MIKE TINTNER>>>> "Isn't it obvious that the brain is able to understand the
wealth of language by relatively few computations - quite intricate,
hierarchical, multi-levelled processing,"
ED PORTER>>>> How do you find the right set of "relatively few computations"
and/or models that are appropriate in a complex context without massive
computation?
Ed, Contrary to my PM, maybe I should answer this in more precise detail.My
hypothesis is as follows: the brain does most of its thinking, and
particularly adaptive thinking, by look-up not by "blind" search.
How can you or I deal with :
"Get that box out of this house now.."
How is it say, that I will be able to think of a series of ideas like "get
ten men to carry it," "get a fork-lift truck to move it", "use large
levers", "get hold of some heavy ropes ..." etc etc. straight off the top
of my head in well under a minute?
All of those ideas are derived from visual/sensory images/ schemas of large
objects being moved. The brain does not, I suggest, consult digital/ verbal
lists or networks of verbal ideas about "moving boxes out of houses" or any
similar set of verbal concepts, (except v. occasionally).
How then does the brain rapidly pull relevant large-object-moving shapes out
of memory? (There are obviously more operations involved here than just
shape search, but that's what I want to concentrate on). Now this is where
I confess again to being a general techno-idiot (although I suspect that in
this particular area most of you may be, too). My confused idea is that if
you have a stack of shapes, there are ways to pull out/ spot the relevant
ones quickly without sorting through the stack one by one. I think Hawkins
suggests something like this in ON INtelligence. Maybe you can have thoughts
about this.
(Alternatively, the again confused idea occurs that certain neuronal areas,
when stimulated with a certain shape, may be able to remember similar shapes
that have been there before - v. loosely as certain metals when heated, can
remember/ resume old forms)
Whatever, I am increasingly confident that the brain does work v.
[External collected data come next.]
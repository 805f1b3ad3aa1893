//! Port Interfaces
//!
//! Defines the contract a push transport must satisfy so the streaming
//! session can run against a WebSocket in production and an in-memory sink in
//! tests.
//!
//! ## Driven Ports (Outbound)
//!
//! - `ChunkSink`: delivers one serialized chunk message to the client

use async_trait::async_trait;
use serde::Serialize;

/// Wire format of a pushed chunk: `{"data": [f0, f1, ...]}`.
#[derive(Debug, Clone, Copy, PartialEq, Serialize)]
pub struct ChunkMessage<'a> {
    /// Samples in generation order.
    pub data: &'a [f64],
}

impl<'a> ChunkMessage<'a> {
    /// Wrap a chunk for serialization.
    #[must_use]
    pub const fn new(data: &'a [f64]) -> Self {
        Self { data }
    }

    /// Serialize to the JSON text sent over the transport.
    ///
    /// # Errors
    ///
    /// Returns `serde_json::Error` if serialization fails.
    pub fn to_json(&self) -> Result<String, serde_json::Error> {
        serde_json::to_string(self)
    }
}

/// Errors raised while pushing a chunk.
#[derive(Debug, thiserror::Error)]
pub enum SinkError {
    /// The peer has gone away.
    #[error("connection closed")]
    Closed,

    /// The transport rejected the write.
    #[error("transport error: {0}")]
    Transport(String),

    /// The chunk could not be encoded.
    #[error("encode error: {0}")]
    Encode(#[from] serde_json::Error),
}

/// Outbound transport for chunk messages.
#[cfg_attr(test, mockall::automock)]
#[async_trait]
pub trait ChunkSink: Send {
    /// Push one serialized chunk message.
    async fn push(&mut self, payload: String) -> Result<(), SinkError>;
}

#[cfg(test)]
mod tests {
    use super::*;

    #[test]
    fn chunk_message_wire_format() {
        let json = ChunkMessage::new(&[0.0, 0.5, -1.0]).to_json().unwrap();
        assert_eq!(json, r#"{"data":[0.0,0.5,-1.0]}"#);
    }

    #[test]
    fn empty_chunk_serializes_to_empty_array() {
        let json = ChunkMessage::new(&[]).to_json().unwrap();
        assert_eq!(json, r#"{"data":[]}"#);
    }
}
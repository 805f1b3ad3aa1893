//! Domain Layer - Sample generation and shared stream status.
//!
//! Pure types with no I/O: the generator that produces sample chunks and the
//! status register shared between sessions and the status endpoint.

/// Sample generation policies and the per-session generator.
pub mod generator;

/// Process-wide stream status register.
pub mod stream_state;
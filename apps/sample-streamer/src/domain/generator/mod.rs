//! Sample Generation
//!
//! Produces successive chunks of samples for a single streaming session.
//! Each session owns one [`SampleGenerator`]; nothing here performs I/O.
//!
//! # Policies
//!
//! - `Random`: uniform samples in `[0, 1)`, chunk length drawn from
//!   `[min_len, max_len]`
//! - `FixedSine`: a sine wave at a constant frequency
//! - `SweepingSine`: a sine wave whose frequency ping-pongs between two
//!   bounds, one step per chunk
//!
//! The sine policies keep a phase accumulator that is range-reduced into
//! `[0, 2π)` after every sample, so phase stays continuous across chunk
//! boundaries and never grows without bound.

use std::f64::consts::TAU;
use std::time::Duration;

use rand::rngs::StdRng;
use rand::{Rng, SeedableRng};

// =============================================================================
// Types
// =============================================================================

/// One batch of samples, pushed to the client as a single message.
pub type Chunk = Vec<f64>;

/// Tolerance used when deciding whether a sweep bound is a whole number of
/// steps away from the start frequency.
const STEP_EPSILON: f64 = 1e-9;

/// Sample generation policy, selected once per session.
#[derive(Debug, Clone, PartialEq)]
pub enum GenerationPolicy {
    /// Uniform random samples in `[0, 1)` with a random chunk length.
    Random {
        /// Shortest chunk (inclusive).
        min_len: usize,
        /// Longest chunk (inclusive).
        max_len: usize,
    },
    /// Constant-frequency sine wave.
    FixedSine {
        /// Waveform frequency in Hz.
        frequency_hz: f64,
        /// Samples per second.
        sample_rate_hz: u32,
        /// Samples per chunk.
        chunk_size: usize,
    },
    /// Sine wave whose frequency walks between `min_hz` and `max_hz`.
    SweepingSine {
        /// Frequency of the first chunk.
        start_hz: f64,
        /// Frequency change applied after every chunk.
        step_hz: f64,
        /// Lower sweep bound.
        min_hz: f64,
        /// Upper sweep bound.
        max_hz: f64,
        /// Samples per second.
        sample_rate_hz: u32,
        /// Samples per chunk.
        chunk_size: usize,
    },
}
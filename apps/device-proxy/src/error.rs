//! Proxy Errors
//!
//! Failures while talking to the upstream device, mapped to gateway status
//! codes with a JSON body.

use axum::Json;
use axum::http::StatusCode;
use axum::response::{IntoResponse, Response};
use serde::Serialize;

/// Errors raised while forwarding a request.
#[derive(Debug, thiserror::Error)]
pub enum ProxyError {
    /// The HTTP client could not be built.
    #[error("failed to build upstream client: {0}")]
    ClientBuild(String),

    /// The upstream did not answer within the configured timeout.
    #[error("upstream timed out: {0}")]
    Timeout(String),

    /// The upstream could not be reached or broke the exchange.
    #[error("upstream request failed: {0}")]
    Upstream(String),
}

impl ProxyError {
    /// Status code reported to the client.
    #[must_use]
    pub const fn status(&self) -> StatusCode {
        match self {
            Self::ClientBuild(_) => StatusCode::INTERNAL_SERVER_ERROR,
            Self::Timeout(_) => StatusCode::GATEWAY_TIMEOUT,
            Self::Upstream(_) => StatusCode::BAD_GATEWAY,
        }
    }
}

impl From<reqwest::Error> for ProxyError {
    fn from(error: reqwest::Error) -> Self {
        if error.is_timeout() {
            Self::Timeout(error.to_string())
        } else {
            Self::Upstream(error.to_string())
        }
    }
}

/// JSON body of an error response.
#[derive(Debug, Serialize)]
struct ErrorBody {
    error: &'static str,
    detail: String,
}

impl IntoResponse for ProxyError {
    fn into_response(self) -> Response {
        let status = self.status();
        let body = ErrorBody {
            error: status.canonical_reason().unwrap_or("error"),
            detail: self.to_string(),
        };
        (status, Json(body)).into_response()
    }
}

#[cfg(test)]
mod tests {
    use super::*;

    #[test]
    fn upstream_failure_is_bad_gateway() {
        let response = ProxyError::Upstream("connection refused".to_string()).into_response();
        assert_eq!(response.status(), StatusCode::BAD_GATEWAY);
    }

    #[test]
    fn timeout_is_gateway_timeout() {
        assert_eq!(
            ProxyError::Timeout("30s".to_string()).status(),
            StatusCode::GATEWAY_TIMEOUT
        );
    }
}
//! HTTP and WebSocket Server
//!
//! One axum router serves the stream, the status poll and the operational
//! endpoints on the same port.
//!
//! # Endpoints
//!
//! - `GET /` - Static description of the service
//! - `GET /ws` - WebSocket upgrade; pushes `{"data": [...]}` frames
//! - `GET /status` - `{"streaming": bool, "array_size": int}`
//! - `GET /health` - JSON health status
//! - `GET /healthz` - Liveness probe (simple OK)
//! - `GET /metrics` - Prometheus metrics in text format

use std::net::SocketAddr;
use std::sync::Arc;
use std::time::Instant;

use axum::{
    Json, Router,
    extract::{State, WebSocketUpgrade},
    http::StatusCode,
    response::{IntoResponse, Response},
    routing::get,
};
use chrono::{DateTime, Utc};
use serde::Serialize;
use serde_json::{Value, json};
use tokio::net::TcpListener;
use tokio_util::sync::CancellationToken;

use crate::application::services::{SessionConfig, StatusQuery, StatusResponse};
use crate::domain::stream_state::{SharedStreamState, StreamSnapshot};
use crate::infrastructure::metrics::get_metrics_handle;
use crate::infrastructure::websocket::serve_session;

// =============================================================================
// Application State
// =============================================================================

/// State shared by every handler.
#[derive(Clone)]
pub struct AppState {
    stream_state: SharedStreamState,
    session_config: Arc<SessionConfig>,
    shutdown: CancellationToken,
    version: &'static str,
    started_at: Instant,
}

impl AppState {
    /// Create handler state. Sessions are children of `shutdown`.
    #[must_use]
    pub fn new(
        stream_state: SharedStreamState,
        session_config: SessionConfig,
        shutdown: CancellationToken,
    ) -> Self {
        Self {
            stream_state,
            session_config: Arc::new(session_config),
            shutdown,
            version: env!("CARGO_PKG_VERSION"),
            started_at: Instant::now(),
        }
    }
}

/// Health check response.
#[derive(Debug, Clone, Serialize)]
pub struct HealthResponse {
    /// Always "healthy" once the server answers.
    pub status: &'static str,
    /// Streamer version.
    pub version: &'static str,
    /// Server uptime in seconds.
    pub uptime_secs: u64,
    /// Current time.
    pub current_time: DateTime<Utc>,
    /// Generation policy new sessions use.
    pub mode: &'static str,
    /// Latest stream status.
    pub stream: StreamSnapshot,
    /// Sessions streaming right now.
    pub live_sessions: usize,
    /// Sessions started since boot.
    pub sessions_started: u64,
}

/// Build the router for all streamer endpoints.
pub fn create_router(state: AppState) -> Router {
    Router::new()
        .route("/", get(root_handler))
        .route("/ws", get(ws_handler))
        .route("/status", get(status_handler))
        .route("/health", get(health_handler))
        .route("/healthz", get(liveness_handler))
        .route("/metrics", get(metrics_handler))
        .with_state(state)
}

// =============================================================================
// Server
// =============================================================================

/// Streamer HTTP server.
pub struct StreamerServer {
    addr: SocketAddr,
    state: AppState,
    cancel: CancellationToken,
}

impl StreamerServer {
    /// Create a new server.
    #[must_use]
    pub const fn new(addr: SocketAddr, state: AppState, cancel: CancellationToken) -> Self {
        Self {
            addr,
            state,
            cancel,
        }
    }

    /// Bind the configured address and serve until cancelled.
    ///
    /// # Errors
    ///
    /// Returns `ServerError` if binding fails or the HTTP server
    /// encounters a fatal error while running.
    pub async fn run(self) -> Result<(), ServerError> {
        let listener = TcpListener::bind(self.addr)
            .await
            .map_err(|e| ServerError::BindFailed(self.addr, e.to_string()))?;
        self.serve(listener).await
    }

    /// Serve on an already bound listener until cancelled.
    ///
    /// # Errors
    ///
    /// Returns `ServerError::ServerFailed` if the HTTP server fails.
    pub async fn serve(self, listener: TcpListener) -> Result<(), ServerError> {
        let local = listener.local_addr().unwrap_or(self.addr);
        tracing::info!(addr = %local, "Streamer listening");

        axum::serve(listener, create_router(self.state))
            .with_graceful_shutdown(self.cancel.cancelled_owned())
            .await
            .map_err(|e| ServerError::ServerFailed(e.to_string()))?;

        tracing::info!("Streamer stopped");
        Ok(())
    }
}

// =============================================================================
// HTTP Handlers
// =============================================================================

async fn root_handler() -> Json<Value> {
    Json(json!({
        "message": "Sample streamer running.",
        "endpoints": {
            "GET /status": "Current streaming flag + last array size",
            "WS  /ws": "WebSocket that streams arrays of floats",
        }
    }))
}

async fn ws_handler(ws: WebSocketUpgrade, State(state): State<AppState>) -> Response {
    ws.on_upgrade(move |socket| async move {
        serve_session(
            socket,
            &state.session_config,
            &state.stream_state,
            &state.shutdown,
        )
        .await;
    })
}

async fn status_handler(State(state): State<AppState>) -> Json<StatusResponse> {
    Json(StatusQuery::new(Arc::clone(&state.stream_state)).get())
}

async fn health_handler(State(state): State<AppState>) -> Json<HealthResponse> {
    Json(HealthResponse {
        status: "healthy",
        version: state.version,
        uptime_secs: state.started_at.elapsed().as_secs(),
        current_time: Utc::now(),
        mode: state.session_config.policy.mode_name(),
        stream: state.stream_state.snapshot(),
        live_sessions: state.stream_state.live_sessions(),
        sessions_started: state.stream_state.sessions_started(),
    })
}

async fn liveness_handler() -> impl IntoResponse {
    (StatusCode::OK, "OK")
}

async fn metrics_handler() -> impl IntoResponse {
    get_metrics_handle().map_or_else(
        || {
            (
                StatusCode::SERVICE_UNAVAILABLE,
                [("content-type", "text/plain")],
                "Metrics not initialized".to_string(),
            )
        },
        |handle| {
            (
                StatusCode::OK,
                [("content-type", "text/plain; version=0.0.4; charset=utf-8")],
                handle.render(),
            )
        },
    )
}

// =============================================================================
// Errors
// =============================================================================

/// Server errors.
#[derive(Debug, thiserror::Error)]
pub enum ServerError {
    /// Failed to bind the listen address.
    #[error("failed to bind to {0}: {1}")]
    BindFailed(SocketAddr, String),

    /// Server error.
    #[error("server error: {0}")]
    ServerFailed(String),
}

// =============================================================================
// Tests
// =============================================================================

#[cfg(test)]
mod tests {
    use super::*;
    use crate::domain::stream_state::StreamState;
    use axum::body::{Body, to_bytes};
    use axum::http::Request;
    use tower::ServiceExt;

    fn test_state() -> (AppState, SharedStreamState) {
        let stream_state = Arc::new(StreamState::new());
        let state = AppState::new(
            Arc::clone(&stream_state),
            SessionConfig::default(),
            CancellationToken::new(),
        );
        (state, stream_state)
    }

    async fn get_json(app: Router, uri: &str) -> (StatusCode, Value) {
        let response = app
            .oneshot(Request::builder().uri(uri).body(Body::empty()).unwrap())
            .await
            .unwrap();
        let status = response.status();
        let body = to_bytes(response.into_body(), usize::MAX).await.unwrap();
        (status, serde_json::from_slice(&body).unwrap())
    }

    #[tokio::test]
    async fn status_is_idle_before_any_session() {
        let (state, _) = test_state();
        let (status, body) = get_json(create_router(state), "/status").await;

        assert_eq!(status, StatusCode::OK);
        assert_eq!(body, json!({"streaming": false, "array_size": 0}));
    }

    #[tokio::test]
    async fn status_reflects_shared_state() {
        let (state, stream_state) = test_state();
        stream_state.begin_session();
        stream_state.record_chunk(12);

        let (_, body) = get_json(create_router(state), "/status").await;
        assert_eq!(body, json!({"streaming": true, "array_size": 12}));
    }

    #[tokio::test]
    async fn root_lists_endpoints() {
        let (state, _) = test_state();
        let (status, body) = get_json(create_router(state), "/").await;

        assert_eq!(status, StatusCode::OK);
        assert!(body["message"].is_string());
        assert!(body["endpoints"]["GET /status"].is_string());
        assert!(body["endpoints"]["WS  /ws"].is_string());
    }

    #[tokio::test]
    async fn health_reports_mode_and_sessions() {
        let (state, stream_state) = test_state();
        stream_state.begin_session();
        stream_state.begin_session();
        stream_state.end_session();

        let (status, body) = get_json(create_router(state), "/health").await;

        assert_eq!(status, StatusCode::OK);
        assert_eq!(body["status"], "healthy");
        assert_eq!(body["mode"], "random");
        assert_eq!(body["sessions_started"], 2);
        assert_eq!(body["live_sessions"], 1);
        assert_eq!(body["stream"]["active"], true);
    }

    #[tokio::test]
    async fn liveness_returns_ok() {
        let (state, _) = test_state();
        let response = create_router(state)
            .oneshot(
                Request::builder()
                    .uri("/healthz")
                    .body(Body::empty())
                    .unwrap(),
            )
            .await
            .unwrap();

        assert_eq!(response.status(), StatusCode::OK);
        let body = to_bytes(response.into_body(), usize::MAX).await.unwrap();
        assert_eq!(&body[..], b"OK");
    }

    #[tokio::test]
    async fn ws_route_rejects_plain_get() {
        let (state, stream_state) = test_state();
        let response = create_router(state)
            .oneshot(Request::builder().uri("/ws").body(Body::empty()).unwrap())
            .await
            .unwrap();

        assert!(response.status().is_client_error());
        assert_eq!(stream_state.sessions_started(), 0);
    }
}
extensively by matching shapes physically, (rather than by first converting
them into digital/symbolic form). And I recommend here Sandra Blakeslee's
latest book on body maps - & the opening Ramachandran quote -
"When a reporter asked the famous biologist JBS Haldane what his biological
studies had taught about God, Haldane replied:"The creator if he exists must
have an inordinate fondness for beetles" since there are more species of
beetle than any other group of living creqtures. By the same token, a
neurologist might conclude that God is a cartographer. He must have an
inordinate fondness for maps, for everywhere you look in the brain maps
abound."
If I'm headed even loosely in the right direction here, only analog
computation will be able to handle the kind of rapid shape matching and
searches I'm talking about, as opposed to the inordinately long, blind
symbolic searches of digital computation. And you're going to need a whole
new kind of computer. But none of you guys are prepared to even contemplate
that.
P.S. One important feature of shape searches by contrast with digital,
symbolic searches is that "you don't make mistakes." IOW when we think
about a problem like getting the box out of a house, all our ideas, I
suggest, will be to some extent relevant. They may not totally solve the
problem, but they will fit some of the requirements, precisely because they
have been derived by shape comparison. When a computer blindly searches
lists of symbols by contrast, most of them of course are totally irrelevant.